But even if you grow enough organic food to feed yourself, are you doing what's best for the ecosystem? "Many drawbacks of modern agriculture persist in organic farming and gardening," Dave Jacke and Eric Toensmeier write in Edible Forest Gardens, because they do not "mimic the structure of natural systems, only selected functions." Even Quail Hill Farm members are still harvesting mostly annual crops grown in plowed fields. Jacke and Toensmeier offer a radical vision for stepping out of the conceptual continuum of conventional agriculture and organic farming. They point to the productivity of temperate forests--which is twice that of agricultural land in terms of net calories--and take that as their design model.

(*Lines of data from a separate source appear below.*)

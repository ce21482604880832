pub mod blockstore_adapter;
pub mod car;
pub mod operations;
pub mod writer;

pub use blockstore_adapter::{ReadBlockAdapter, TxBlockAdapter, cid_from_bytes, cid_to_bytes};
pub use car::build_car;
pub use operations::{RecordOutput, RecordWriteOutput, create_repo, get_record};
pub use writer::{RecordWriteResult, create_record, delete_record, put_record};
pub mod pipethrough;
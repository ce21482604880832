use haven_core::{PdsError, PdsResult};
use jsonwebtoken::{DecodingKey, EncodingKey, Header, Validation, decode, encode};
use serde::{Deserialize, Serialize};

/// Claims for an access token (short-lived).
#[derive(Debug, Serialize, Deserialize)]
pub struct AccessTokenClaims {
    pub sub: String,
    pub iat: i64,
    pub exp: i64,
}

/// Claims for a refresh token (long-lived).
#[derive(Debug, Serialize, Deserialize)]
pub struct RefreshTokenClaims {
    pub sub: String,
    pub jti: String,
    pub iat: i64,
    pub exp: i64,
}

/// Create an access token with a 2-hour expiry.
///
/// Uses HS256 symmetric signing with the provided secret.
pub fn create_access_token(did: &str, secret: &str) -> PdsResult<String> {
    let now = chrono::Utc::now().timestamp();
    let claims = AccessTokenClaims {
        sub: did.to_string(),
        iat: now,
        exp: now + 2 * 60 * 60, // 2 hours
    };
    let key = EncodingKey::from_secret(secret.as_bytes());
    encode(&Header::default(), &claims, &key).map_err(|e| PdsError::Unauthorized(e.to_string()))
}

/// Create a refresh token with a 90-day expiry.
///
/// Uses HS256 symmetric signing with the provided secret.
pub fn create_refresh_token(did: &str, jti: &str, secret: &str) -> PdsResult<String> {
    let now = chrono::Utc::now().timestamp();
    let claims = RefreshTokenClaims {
        sub: did.to_string(),
        jti: jti.to_string(),
        iat: now,
        exp: now + 90 * 24 * 60 * 60, // 90 days
    };
    let key = EncodingKey::from_secret(secret.as_bytes());
    encode(&Header::default(), &claims, &key).map_err(|e| PdsError::Unauthorized(e.to_string()))
}

/// Validate an access token and return its claims.
pub fn validate_access_token(token: &str, secret: &str) -> PdsResult<AccessTokenClaims> {
    let key = DecodingKey::from_secret(secret.as_bytes());
    let validation = Validation::default();
    let token_data = decode::<AccessTokenClaims>(token, &key, &validation)
        .map_err(|e| PdsError::Unauthorized(e.to_string()))?;
    Ok(token_data.claims)
}

/// Validate a refresh token and return its claims.
pub fn validate_refresh_token(token: &str, secret: &str) -> PdsResult<RefreshTokenClaims> {
    let key = DecodingKey::from_secret(secret.as_bytes());
    let validation = Validation::default();
    let token_data = decode::<RefreshTokenClaims>(token, &key, &validation)
        .map_err(|e| PdsError::Unauthorized(e.to_string()))?;
    Ok(token_data.claims)
}
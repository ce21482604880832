use haven_core::keys::actor_did_key;
use haven_core::{Actor, PdsError, PdsResult, Store};

/// Loads the actor record for `did`, or a `NotFound` if no such repo has
/// ever been provisioned on this store.
pub async fn load_actor<S: Store>(store: &S, did: &str) -> PdsResult<Actor> {
    let bytes = store
        .get(&actor_did_key(did))
        .await?
        .ok_or_else(|| PdsError::NotFound(format!("no such actor: {did}")))?;
    serde_json::from_slice(&bytes)
        .map_err(|e| PdsError::Internal(format!("corrupt actor record for {did}: {e}")))
}
use crate::signing::SigningKey;
use haven_core::{PdsError, PdsResult};
use serde_json::{Value, json};
use sha2::{Digest, Sha256};

/// Create a did:plc genesis operation.
///
/// Returns `(did, signed_genesis_op)` where:
/// - `did` is the `did:plc:<24-char-base32>` identifier
/// - `signed_genesis_op` is the JSON object with `"sig"` field included
///
/// # Process
///
/// 1. Build an unsigned genesis operation JSON
/// 2. Serialize the unsigned op to DAG-CBOR
/// 3. Sign the DAG-CBOR bytes with the signing key (atrium-crypto handles SHA-256 internally)
/// 4. Base64url-encode the signature (no padding)
/// 5. Add `"sig"` field to the operation
/// 6. Compute the DID: `did:plc:` + first 24 chars of base32-lower(sha256(dag-cbor(signed_op)))
pub fn create_did_plc_operation(
    signing_key: &SigningKey,
    rotation_keys: Vec<String>,
    handle: &str,
    pds_endpoint: &str,
) -> PdsResult<(String, serde_json::Value)> {
    // Step 1: Build unsigned genesis operation
    let unsigned_op = json!({
        "type": "plc_operation",
        "rotationKeys": rotation_keys,
        "verificationMethods": {
            "atproto": signing_key.did_key()
        },
        "alsoKnownAs": [format!("at://{handle}")],
        "services": {
            "atproto_pds": {
                "type": "AtprotoPersonalDataServer",
                "endpoint": pds_endpoint
            }
        },
        "prev": null
    });

    // Step 2: Serialize unsigned op to DAG-CBOR
    let unsigned_cbor = dag_cbor_encode(&unsigned_op)?;

    // Step 3: Sign the DAG-CBOR bytes
    // atrium-crypto's sign() internally hashes with SHA-256 then signs
    let signature = signing_key.sign(&unsigned_cbor)?;

    // Step 4: Base64url-encode the signature (no padding)
    let sig_b64 = base64url_encode(&signature);

    // Step 5: Build signed operation (add "sig" field)
    let mut signed_op = match unsigned_op {
        Value::Object(map) => map,
        _ => unreachable!(),
    };
    signed_op.insert("sig".to_string(), Value::String(sig_b64));
    let signed_op_value = Value::Object(signed_op.clone());

    // Step 6: Compute the DID
    // Hash the DAG-CBOR of the *signed* operation
    let signed_cbor = dag_cbor_encode(&signed_op_value)?;
    let hash = Sha256::digest(&signed_cbor);
    let hash_b32 = base32::encode(base32::Alphabet::Rfc4648Lower { padding: false }, &hash);
    let did = format!("did:plc:{}", &hash_b32[..24]);

    Ok((did, signed_op_value))
}

/// Encode a serde_json::Value to DAG-CBOR bytes.
///
/// DAG-CBOR requires deterministic key ordering (sorted) and specific CBOR
/// encoding rules. We convert JSON to ipld_core::ipld::Ipld first, then
/// serialize with serde_ipld_dagcbor.
fn dag_cbor_encode(value: &serde_json::Value) -> PdsResult<Vec<u8>> {
    let ipld = json_to_ipld(value);
    serde_ipld_dagcbor::to_vec(&ipld)
        .map_err(|e| PdsError::crypto(format!("DAG-CBOR encoding failed: {e}")))
}

/// Convert a serde_json::Value to an ipld_core::ipld::Ipld value.
///
/// DAG-CBOR requires maps to have sorted keys. ipld_core::ipld::Ipld uses
/// BTreeMap which provides sorted ordering automatically.
fn json_to_ipld(value: &serde_json::Value) -> ipld_core::ipld::Ipld {
    match value {
        Value::Null => ipld_core::ipld::Ipld::Null,
        Value::Bool(b) => ipld_core::ipld::Ipld::Bool(*b),
        Value::Number(n) => {
            if let Some(i) = n.as_i64() {
                ipld_core::ipld::Ipld::Integer(i as i128)
            } else if let Some(f) = n.as_f64() {
                ipld_core::ipld::Ipld::Float(f)
            } else {
                ipld_core::ipld::Ipld::Null
            }
        }
        Value::String(s) => ipld_core::ipld::Ipld::String(s.clone()),
        Value::Array(arr) => {
            ipld_core::ipld::Ipld::List(arr.iter().map(json_to_ipld).collect())
        }
        Value::Object(map) => {
            let btree: std::collections::BTreeMap<String, ipld_core::ipld::Ipld> =
                map.iter().map(|(k, v)| (k.clone(), json_to_ipld(v))).collect();
            ipld_core::ipld::Ipld::Map(btree)
        }
    }
}

/// Base64url encoding without padding (RFC 4648 section 5).
fn base64url_encode(data: &[u8]) -> String {
    use base64url_alphabet::encode;
    encode(data)
}

#[cfg(test)]
mod tests {
    use super::*;
    use crate::signing::SigningKey;

    #[test]
    fn create_did_plc_produces_valid_did() {
        let key = SigningKey::generate_p256().unwrap();
        let rotation_keys = vec![key.did_key()];
        let (did, _op) = create_did_plc_operation(&key, rotation_keys, "alice.test", "https://pds.test").unwrap();
        assert!(did.starts_with("did:plc:"), "DID should start with did:plc:, got: {did}");
        // did:plc: prefix (8 chars) + 24-char hash
        assert_eq!(did.len(), 32, "did:plc should be 32 chars total, got: {}", did.len());
    }

    #[test]
    fn signed_op_has_sig_field() {
        let key = SigningKey::generate_p256().unwrap();
        let rotation_keys = vec![key.did_key()];
        let (_did, op) = create_did_plc_operation(&key, rotation_keys, "alice.test", "https://pds.test").unwrap();
        assert!(op.get("sig").is_some(), "signed op must have a 'sig' field");
        assert!(op["sig"].as_str().unwrap().len() > 10, "sig should be non-trivial");
    }

    #[test]
    fn op_has_required_fields() {
        let key = SigningKey::generate_p256().unwrap();
        let rotation_keys = vec![key.did_key()];
        let (_did, op) = create_did_plc_operation(&key, rotation_keys, "alice.test", "https://pds.test").unwrap();

        assert_eq!(op["type"], "plc_operation");
        assert!(op["rotationKeys"].is_array());
        assert!(op["verificationMethods"].is_object());
        assert!(op["alsoKnownAs"].is_array());
        assert!(op["services"].is_object());
        assert!(op["prev"].is_null());
    }

    #[test]
    fn deterministic_dag_cbor_encoding() {
        // DAG-CBOR must produce the same output for the same input
        let value = serde_json::json!({"b": 2, "a": 1});
        let enc1 = dag_cbor_encode(&value).unwrap();
        let enc2 = dag_cbor_encode(&value).unwrap();
        assert_eq!(enc1, enc2, "DAG-CBOR encoding should be deterministic");

        // Keys should be sorted: "a" before "b"
        let value_reordered = serde_json::json!({"a": 1, "b": 2});
        let enc3 = dag_cbor_encode(&value_reordered).unwrap();
        assert_eq!(enc1, enc3, "key order in JSON should not affect DAG-CBOR output");
    }
}

/// Minimal base64url encoder (no padding) to avoid an extra dependency.
mod base64url_alphabet {
    const TABLE: &[u8; 64] =
        b"ABCDEFGHIJKLMNOPQRSTUVWXYZabcdefghijklmnopqrstuvwxyz0123456789-_";

    pub fn encode(data: &[u8]) -> String {
        let mut result = String::with_capacity((data.len() + 2) / 3 * 4);
        let chunks = data.chunks(3);
        for chunk in chunks {
            let b0 = chunk[0] as u32;
            let b1 = if chunk.len() > 1 { chunk[1] as u32 } else { 0 };
            let b2 = if chunk.len() > 2 { chunk[2] as u32 } else { 0 };
            let triple = (b0 << 16) | (b1 << 8) | b2;

            result.push(TABLE[((triple >> 18) & 0x3F) as usize] as char);
            result.push(TABLE[((triple >> 12) & 0x3F) as usize] as char);
            if chunk.len() > 1 {
                result.push(TABLE[((triple >> 6) & 0x3F) as usize] as char);
            }
            if chunk.len() > 2 {
                result.push(TABLE[(triple & 0x3F) as usize] as char);
            }
        }
        result
    }
}
use argon2::password_hash::rand_core::OsRng;
use argon2::password_hash::SaltString;
use argon2::{Argon2, PasswordHash, PasswordHasher, PasswordVerifier};
use haven_core::{PdsError, PdsResult};

/// Hash a password using Argon2id with a random salt.
pub fn hash_password(password: &str) -> PdsResult<String> {
    let salt = SaltString::generate(&mut OsRng);
    let argon2 = Argon2::default(); // Argon2id by default
    let hash = argon2
        .hash_password(password.as_bytes(), &salt)
        .map_err(|e| PdsError::crypto(format!("password hashing failed: {e}")))?;
    Ok(hash.to_string())
}

/// Verify a password against an Argon2id hash string.
///
/// Returns `Ok(true)` if the password matches, `Ok(false)` otherwise.
pub fn verify_password(password: &str, hash: &str) -> PdsResult<bool> {
    let parsed_hash = PasswordHash::new(hash)
        .map_err(|e| PdsError::crypto(format!("invalid password hash: {e}")))?;
    let argon2 = Argon2::default();
    match argon2.verify_password(password.as_bytes(), &parsed_hash) {
        Ok(()) => Ok(true),
        Err(argon2::password_hash::Error::Password) => Ok(false),
        Err(e) => Err(PdsError::crypto(format!("password verification failed: {e}"))),
    }
}

#[cfg(test)]
mod tests {
    use super::*;

    #[test]
    fn hash_verify_correct_password() {
        let hash = hash_password("correct-horse").unwrap();
        assert!(verify_password("correct-horse", &hash).unwrap());
    }

    #[test]
    fn hash_verify_wrong_password() {
        let hash = hash_password("correct-horse").unwrap();
        assert!(!verify_password("wrong-horse", &hash).unwrap());
    }

    #[test]
    fn hash_produces_argon2_format() {
        let hash = hash_password("test").unwrap();
        assert!(hash.starts_with("$argon2"), "hash should start with $argon2, got: {hash}");
    }

    #[test]
    fn different_hashes_for_same_password() {
        let hash1 = hash_password("same-password").unwrap();
        let hash2 = hash_password("same-password").unwrap();
        assert_ne!(hash1, hash2, "different salts should produce different hashes");
    }
}
use std::collections::HashMap;
use std::sync::Arc;

use tokio::sync::Mutex;

use haven_core::{AppConfig, Store};
use haven_crypto::TidGenerator;

use crate::firehose::dispatch::FirehoseHandle;
use crate::proxy::pipethrough::AppviewProxy;

/// Everything a request handler needs: the storage backend, the static
/// config, and the two process-singleton background services (firehose
/// dispatch, appview proxy).
#[derive(Clone)]
pub struct AppState<S: Store> {
    pub store: S,
    pub config: Arc<AppConfig>,
    pub firehose: Arc<FirehoseHandle>,
    pub appview: Arc<AppviewProxy>,
    /// TIDs are only monotonic if the same generator's internal atomic
    /// state is reused across requests, so one is cached per actor for the
    /// life of the process rather than constructed fresh per call.
    tid_generators: Arc<Mutex<HashMap<String, Arc<TidGenerator>>>>,
}

impl<S: Store> AppState<S> {
    pub fn new(
        store: S,
        config: Arc<AppConfig>,
        firehose: Arc<FirehoseHandle>,
        appview: Arc<AppviewProxy>,
    ) -> Self {
        Self {
            store,
            config,
            firehose,
            appview,
            tid_generators: Arc::new(Mutex::new(HashMap::new())),
        }
    }

    pub async fn tid_generator(&self, did: &str) -> Arc<TidGenerator> {
        let mut generators = self.tid_generators.lock().await;
        generators
            .entry(did.to_string())
            .or_insert_with(|| Arc::new(TidGenerator::new()))
            .clone()
    }
}
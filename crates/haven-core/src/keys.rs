//! Key layout shared by every `Store` implementation. Keeping the encoding
//! in one place means a `scan` prefix and the key that produced a row are
//! always built the same way.

pub fn actor_did_key(did: &str) -> Vec<u8> {
    format!("actors/did/{did}").into_bytes()
}

/// Handles are lowercased once here so `actors/handle/<handle>` never needs
/// a case-insensitive comparison at lookup time.
pub fn actor_handle_key(handle: &str) -> Vec<u8> {
    format!("actors/handle/{}", handle.to_lowercase()).into_bytes()
}

pub fn actor_email_key(email: &str) -> Vec<u8> {
    format!("actors/email/{}", email.to_lowercase()).into_bytes()
}

pub fn record_key(did: &str, collection: &str, rkey: &str) -> Vec<u8> {
    format!("records/{did}/{collection}/{rkey}").into_bytes()
}

/// Prefix covering every record in `collection` for `did`. Pass an empty
/// `collection` to cover the whole repo.
pub fn record_prefix(did: &str, collection: &str) -> Vec<u8> {
    if collection.is_empty() {
        format!("records/{did}/").into_bytes()
    } else {
        format!("records/{did}/{collection}/").into_bytes()
    }
}

pub const EVENTS_LOG_PREFIX: &[u8] = b"events/log/";
pub const EVENTS_LATEST_KEY: &[u8] = b"events/latest";

/// Event log keys sort numerically because the sequence number is encoded
/// as 8-byte big-endian, not decimal text.
pub fn event_log_key(seq: u64) -> Vec<u8> {
    let mut key = EVENTS_LOG_PREFIX.to_vec();
    key.extend_from_slice(&seq.to_be_bytes());
    key
}

pub fn repo_head_key(did: &str) -> Vec<u8> {
    format!("repo/head/{did}").into_bytes()
}

pub fn tid_counter_key(did: &str) -> Vec<u8> {
    format!("tid/{did}").into_bytes()
}

/// Blocks backing the MST, records, and commits are addressed by CID under
/// a per-actor prefix. This is an implementation detail layered on top of
/// the fixed key namespace, not part of it.
pub fn block_key(did: &str, cid_bytes: &[u8]) -> Vec<u8> {
    let mut key = format!("blocks/{did}/").into_bytes();
    key.extend_from_slice(cid_bytes);
    key
}

pub fn block_prefix(did: &str) -> Vec<u8> {
    format!("blocks/{did}/").into_bytes()
}
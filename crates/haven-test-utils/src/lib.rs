pub mod assertions;
pub mod server;
pub mod stores;

pub use assertions::{assert_xrpc_error, assert_xrpc_ok};
pub use server::{
    TEST_ACCESS_SECRET, TEST_HOST, TEST_PASSWORD, TEST_USER_DOMAIN, create_test_app_state,
    create_test_config, create_test_router, create_test_router_with_appview, provision_actor,
    send_request,
};
pub use stores::{TestStore, create_test_store};

#[cfg(test)]
mod tests {
    use super::*;
    use haven_core::Store;

    #[tokio::test]
    async fn fresh_store_has_no_actors() {
        let test_store = create_test_store().await;
        let rows = test_store
            .store
            .scan(b"actors/did/", None, 10, false)
            .await
            .unwrap();
        assert!(rows.is_empty());
    }

    #[tokio::test]
    async fn provisioned_actor_is_retrievable() {
        let test_store = create_test_store().await;
        let actor = provision_actor(&test_store.store, "alice.test.pds.local", TEST_HOST).await;
        assert!(actor.did.starts_with("did:plc:"));
        assert!(!actor.access_jwt.is_empty());
    }
}
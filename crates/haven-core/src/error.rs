use thiserror::Error;

/// The error taxonomy is kinds, not types: every failure in the repo
/// mutation pipeline, the firehose, and the proxy collapses into one of
/// these six buckets, each with a fixed HTTP mapping (see `haven-server::error`).
#[derive(Debug, Error)]
pub enum PdsError {
    #[error("bad request: {0}")]
    BadRequest(String),

    #[error("unauthorized: {0}")]
    Unauthorized(String),

    #[error("forbidden: {0}")]
    Forbidden(String),

    #[error("not found: {0}")]
    NotFound(String),

    #[error("conflict: {0}")]
    Conflict(String),

    #[error("internal error: {0}")]
    Internal(String),
}

impl PdsError {
    pub fn storage(msg: impl Into<String>) -> Self {
        PdsError::Internal(format!("storage error: {}", msg.into()))
    }

    pub fn crypto(msg: impl Into<String>) -> Self {
        PdsError::Internal(format!("crypto error: {}", msg.into()))
    }

    pub fn is_conflict(&self) -> bool {
        matches!(self, PdsError::Conflict(_))
    }
}

pub type PdsResult<T> = Result<T, PdsError>;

Building on Robert Hart's classic book, Forest Gardening, and incorporating permaculture practice, Jacke and Toensmeier propose a garden where many species of edible perennial plants are grown together in a design that mimics forest structure and function.



Edible Forest Gardens is an ambitious two-volume work whose influence should extend well beyond ecologists and permaculturists and, in the best of all outcomes, reach into the mainstream. Volume one lays out the "Ecological Vision and Theory for Temperate Climate Permaculture," and it also includes a very useful analysis of existing forest gardens (one only 50 by 90 feet) and a tantalizing 30-page appendix of "top 100" species.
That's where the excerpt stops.